2006 series history: Cards vs Reds
Cards drop the first game 1-0, a beautiful game that, in hindsight, looks totally uncharacteristic of either team. Aaron Harang and Chris Carpenter, respective aces of our teams, allowed only five baserunners apiece in this duel, Harang himself driving in the only run. They return for a rematch in game one of this series. Cardinals took games two and three by scores of 9-3 and 8-7. Albert Pujols hit three home runs in the series' memorable conclusion to singlehandedly prevent the Reds from moving ahead of us in the standings. This performance, thrilling from our point of view (and for Mark Mulder, who was taken off the hook for the loss) laid bare a known weakness for the Reds – a lack of effective pitching, especially in relief – that would dog the team all season. Both teams finish with seven wins, five losses in the early-season scrum.

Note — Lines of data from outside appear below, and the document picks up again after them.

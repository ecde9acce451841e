//! `xmlconf files`: list file references with their adapted source names.

use crate::cli::FilesArgs;
use crate::error::XmlConfError;

pub fn execute(args: &FilesArgs) -> Result<(), XmlConfError> {
    let config = super::open(&args.target)?;
    let files = config.get_file_paths();

    if args.json {
        let json = serde_json::to_string_pretty(&files)
            .map_err(|e| XmlConfError::Io(std::io::Error::other(e.to_string())))?;
        println!("{json}");
        return Ok(());
    }

    for file in &files {
        println!(
            "{}\n  default: {}\n  source:  {}",
            file.path,
            file.default.as_deref().unwrap_or("-"),
            file.source.as_deref().unwrap_or("-")
        );
    }
    Ok(())
}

Tied for first with the Reds, and a half game up on the Astros, the Cardinals travel to the Great American Ballpark and drop both games of this short series, and then two more in Houston's "juice box," sounding an early warning note that this Cardinal team was not as fiercely competitive against our division rivals as in years past. Mulder had his second consecutive poor start against the Reds, giving up six runs in five-plus innings, and the Reds bullpen gives a rare strong performance, shutting down our bats to preserve a 2-2 tie in the second game, leading to an eventual 3- 2 win in the ninth.
Cincinnati sweeps three games in Busch III against the weakened Cardinals, who had just lost Albert Pujols to the disabled list for the first time in his career, and pulls even with the Cardinals yet again at the top of the standings. Ken Griffey hits two home runs in the series opener, the second off Isringhausen with two on, to give the Reds the 8-7 win. This was the opening of a difficult month of June for Hoss, and also Griffey's high point on the season before entering into a slow decline in production. The Hall of Famer has been healthy, but his bat may be showing age where his still boyish face does not – Griffey turns 37 shortly after the seasons' end. Lefty Eric Milton, who has a 2.76 ERA (0.69 this year) against St. Louis in his career, and an ERA above 5.00 against the rest of the league, beats Chris Carpenter 7-0 in game two, and Harang bests Ponson 7- 4 in the capper.
The Cardinals begin and end the series in Cincinnati with a three-and-a-half game lead in the standings, bookending two wins from Jeff Weaver and Anthony Reyes around two losses from Jason Marquis and Chris Carpenter to split the series. The Reds' ticket office launches a promotion to pack the ballpark with fans, offering half-price tickets and $1 hotdogs. The big crowd of more than 34,000 is poorly rewarded in the series' first game, a 13-1 Cardinal drubbing, but comes back to pack the stadium again, bringing an average of 40,000 fans to the final three games. Our #1 and #2 pitchers, Carpenter and Mulder, are now a combined 0-3 with a 6.67 ERA against our Queen City rivals this year.
What to Expect
Cincinnati has the best record against its own division (33-26) of any team in the Central, and a strong enough road record (30-26) to suggest that this team will be arriving with plenty of confidence and ability to win. Reds GM Wayne Krivsky has made several in-season trades to rebuild the bullpen – most shockingly, trading young slugging outfielder Austin Kearns and young slugging shortstop Felipe Lopez to Washington for two middle relievers and Royce Clayton. However, the ‘pen remains a weakness, as new closer "Everyday" Eddie Guardado was presented with three save opportunities this past weekend against the Phillies, and could preserve only one. And the offense, though slightly diminished by these moves, still remains powerful with Griffey, giant lefty Adam Dunn and rookie third baseman Edwin Encarnacion its anchors.